2010-07-28 Thread c b
More Optimistic Today Than Ever: A Talk with Pete Seeger
David Kupfer in conversation with Pete Seeger

July 23, 2010, Reality Sandwich

http://www.realitysandwich.com/conversation_pete_seeger

There is hardly anything bad in the world that doesn't have
something good connected to it.

Pete Seeger is one of the world's quintessential activists,
having played such an important role in singing the songs and
engaging in the struggles of the civil rights, free speech,
human rights, anti-Vietnam War, environmental, peace, anti-
nuclear, and social justice movements. He spans musical eras,
from those who inspired him, Woody Guthrie and Leadbelly, to
those he inspired, Joan Baez, Bob Dylan, Martin Luther King,
Jr., Bruce Springsteen, Dave Mathews, and Ani DiFranco.
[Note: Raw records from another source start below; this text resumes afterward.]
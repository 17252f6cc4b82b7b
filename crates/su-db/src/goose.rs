//! goose-backed migration runner

use crate::error::{DbError, DbResult};
use crate::traits::{Executor, MigrationRunner};
use async_trait::async_trait;
use std::path::Path;
use std::sync::Arc;
use su_core::config::DEFAULT_VERSION_TABLE;
use su_core::sql_utils::quote_dotted;
use su_core::AppliedVersion;

/// Runs goose's postgres driver against a migrations directory
pub struct GooseRunner {
    exec: Arc<dyn Executor>,
    program: String,
    version_table: String,
}

impl GooseRunner {
    pub fn new(exec: Arc<dyn Executor>) -> Self {
        Self {
            exec,
            program: "goose".to_string(),
            version_table: DEFAULT_VERSION_TABLE.to_string(),
        }
    }

    pub fn with_program(mut self, program: impl Into<String>) -> Self {
        self.program = program.into();
        self
    }

    pub fn with_version_table(mut self, table: impl Into<String>) -> Self {
        self.version_table = table.into();
        self
    }

    fn args(&self, database_url: &str, migrations_dir: &Path, verb: &str) -> Vec<String> {
        let mut args = vec![
            "-dir".to_string(),
            migrations_dir.display().to_string(),
        ];
        if self.version_table != DEFAULT_VERSION_TABLE {
            args.push("-table".to_string());
            args.push(self.version_table.clone());
        }
        args.push("postgres".to_string());
        args.push(database_url.to_string());
        args.push(verb.to_string());
        args
    }

    async fn invoke(&self, database_url: &str, migrations_dir: &Path, verb: &str) -> DbResult<()> {
        let args = self.args(database_url, migrations_dir, verb);
        self.exec.run(&self.program, &args).await
    }

    /// Query reading applied versions, ascending.
    ///
    /// goose seeds its table with a version 0 row; it is not a migration.
    pub fn applied_versions_sql(&self) -> String {
        format!(
            "SELECT DISTINCT version_id FROM {} WHERE is_applied AND version_id > 0 ORDER BY version_id",
            quote_dotted(&self.version_table)
        )
    }
}

#[async_trait]
impl MigrationRunner for GooseRunner {
    async fn apply_all(&self, database_url: &str, migrations_dir: &Path) -> DbResult<()> {
        self.invoke(database_url, migrations_dir, "up").await
    }

    async fn apply_next(&self, database_url: &str, migrations_dir: &Path) -> DbResult<()> {
        self.invoke(database_url, migrations_dir, "up-by-one").await
    }

    async fn rollback_last(&self, database_url: &str, migrations_dir: &Path) -> DbResult<()> {
        self.invoke(database_url, migrations_dir, "down").await
    }

    async fn status(&self, database_url: &str, migrations_dir: &Path) -> DbResult<()> {
        self.invoke(database_url, migrations_dir, "status").await
    }

    async fn applied_versions(&self, database_url: &str) -> DbResult<Vec<AppliedVersion>> {
        let sql = self.applied_versions_sql();
        let output = self.exec.run_sql(database_url, &sql).await?;
        parse_versions(&output, &sql)
    }

    fn version_table(&self) -> &str {
        &self.version_table
    }
}

fn parse_versions(output: &str, sql: &str) -> DbResult<Vec<AppliedVersion>> {
    output
        .lines()
        .map(str::trim)
        .filter(|line| !line.is_empty())
        .map(|line| {
            AppliedVersion::try_new(line).ok_or_else(|| DbError::UnexpectedOutput {
                command: sql.to_string(),
                message: format!("'{}' is not a version", line),
            })
        })
        .collect()
}

#[cfg(test)]
mod tests {
    use super::*;
    use crate::test_utils::{Call, RecordingExecutor};
    use std::path::PathBuf;

    #[tokio::test]
    async fn test_apply_all_invokes_up() {
        let exec = Arc::new(RecordingExecutor::new());
        let runner = GooseRunner::new(exec.clone());
        runner
            .apply_all("postgres://localhost/app", Path::new("migrations"))
            .await
            .unwrap();

        assert_eq!(
            exec.calls(),
            vec![Call::Run {
                program: "goose".to_string(),
                args: vec![
                    "-dir".to_string(),
                    "migrations".to_string(),
                    "postgres".to_string(),
                    "postgres://localhost/app".to_string(),
                    "up".to_string(),
                ],
            }]
        );
    }

    #[tokio::test]
    async fn test_verbs() {
        let exec = Arc::new(RecordingExecutor::new());
        let runner = GooseRunner::new(exec.clone()).with_program("/opt/goose");
        let dir = PathBuf::from("m");
        runner.apply_next("u", &dir).await.unwrap();
        runner.rollback_last("u", &dir).await.unwrap();
        runner.status("u", &dir).await.unwrap();

        let verbs: Vec<String> = exec
            .calls()
            .into_iter()
            .map(|c| match c {
                Call::Run { program, args } => {
                    assert_eq!(program, "/opt/goose");
                    args.last().unwrap().clone()
                }
                other => panic!("unexpected call {other:?}"),
            })
            .collect();
        assert_eq!(verbs, vec!["up-by-one", "down", "status"]);
    }

    #[tokio::test]
    async fn test_custom_table_is_passed_to_goose() {
        let exec = Arc::new(RecordingExecutor::new());
        let runner = GooseRunner::new(exec.clone()).with_version_table("meta.versions");
        runner.apply_all("u", Path::new("m")).await.unwrap();
        match &exec.calls()[0] {
            Call::Run { args, .. } => {
                assert!(args.windows(2).any(|w| w[0] == "-table" && w[1] == "meta.versions"));
            }
            other => panic!("unexpected call {other:?}"),
        }
        assert!(runner.applied_versions_sql().contains(r#""meta"."versions""#));
    }

    #[tokio::test]
    async fn test_applied_versions_parsed_in_order() {
        let exec = Arc::new(RecordingExecutor::new());
        exec.push_output("20240101000000\n20240102000000\n\n");
        let runner = GooseRunner::new(exec.clone());
        let versions = runner.applied_versions("u").await.unwrap();
        let versions: Vec<&str> = versions.iter().map(|v| v.as_str()).collect();
        assert_eq!(versions, vec!["20240101000000", "20240102000000"]);

        match &exec.calls()[0] {
            Call::Sql { sql, .. } => {
                assert!(sql.contains(r#"FROM "goose_db_version""#));
                assert!(sql.contains("ORDER BY version_id"));
            }
            other => panic!("unexpected call {other:?}"),
        }
    }

    #[tokio::test]
    async fn test_applied_versions_empty() {
        let exec = Arc::new(RecordingExecutor::new());
        exec.push_output("");
        let runner = GooseRunner::new(exec);
        assert!(runner.applied_versions("u").await.unwrap().is_empty());
    }

    #[tokio::test]
    async fn test_applied_versions_rejects_garbage() {
        let exec = Arc::new(RecordingExecutor::new());
        exec.push_output("(0 rows)\n");
        let runner = GooseRunner::new(exec);
        let err = runner.applied_versions("u").await.unwrap_err();
        assert!(matches!(err, DbError::UnexpectedOutput { .. }));
    }
}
Seeger has had an epic life, full of amazing contributions to
our culture and politics. In person, he conveys a
comfortable, homespun way about himself that puts you at
ease. He is a modest soul, and in conversation is slow to
credit himself on his lifework's impact, but it can be safely
said that in the 20th century there is no other individual
who has so successfully combined folk music and progressive
politics.

In the late 1960s, Seeger shifted away from typical American
folk music, embracing African music, Latin-American folk
songs and other forms of world music. At this time Pete
became active in the nascent environmental movement, drawing
attention to pollution of the Hudson River with the activist
group Clearwater, which teaches schoolchildren about water
pollution. He and friends built the Clearwater Sloop, a
reproduction of a 19th Century cargo sloop, and sailed it up
and down the river, spreading the word about pollution and
raising public support to clean up the river. Because of
these and other's efforts, the Hudson is now open for
swimming in many places.

One thing that's endeared him to audiences all over the world
is that he always gets people to join in. It's almost a
religion with him. The world will be saved when people
realize we all have to pitch in. You can't just pay your
money and hope that someone else will do the job right. He
continued performing into the 1970s, '80s, and '90s, most
often at charity shows and benefits.

Seeger embodies the spirit of this nation more than anyone I
have met. At 90, he is humble, straight-backed, clear-eyed,
and as straightforward, sincere, and real as any living folk
music icon could be. He remains opinionated, articulate, and
keenly aware of his place in history and, thankfully, has
maintained his inimitable sense of hope and optimism. Pete
once confided to me that he can go on and on (talking), and
frequently I do. I have found my favorite talkaholic can
always be counted on for bold, provocative, and poignant
observations.

I visited him just before his 90th birthday in the spring of
2009 on a warm afternoon. The home he shares with his wife,
Toshi, overlooks the Hudson River and Denny's Point near
Beacon. I helped him bring out an umbrella from the barn that
we set up in the picnic table on the porch next to the log
cabin he hand built some 50 years ago. He began discussing
the local history of the region. Pete is an excellent
historian and a wonderful storyteller. During the course of
our interview, Toshi brought us out a pitcher of water and
contributed to the conversation.

**

David Kupfer: What is it about the power of a sing along
song?

Pete Seeger: There is something about participating. It is
almost my religion. If the world is still here in 100 years,
people will know the importance of participating, not just
being spectators. That's what this book, Blessed Unrest, by
Paul Hawken is about. Millions of small groups around the
world, that don't necessarily all agree with one another, but
they are made up of people who are not just sitting back
waiting for someone to do things for them. No one can prove
anything, but of course if I didn't believe it had some kind
of power, I wouldn't be trying to do it.

Curiously enough, the people who are suspicious of songs have
put their words down, so they also think there is something
to the power of song. Plato is supposed to have said it is
very dangerous to allow the wrong kind of music in the
Republic.

There is an old Arab story, when the king put the poet on his
payroll; he cuts off the tongue of the poet. I know very well
that the powers that be would like to control the music that
the people listen to.

Herbert Hoover said to Rudy Vallee, who was a top singer in
1929: Mr. Vallee, if you can sing a song that will make the
American people forget the depression, I will give you a
medal. A lot of musicians would like to get that kind of
medal. Bing Crosby had a hit record, Wrap your troubles in
dreams, and dream your troubles away. That was how we were
going to solve the depression in 1932.

DK: I never thought of those singers as propagandists.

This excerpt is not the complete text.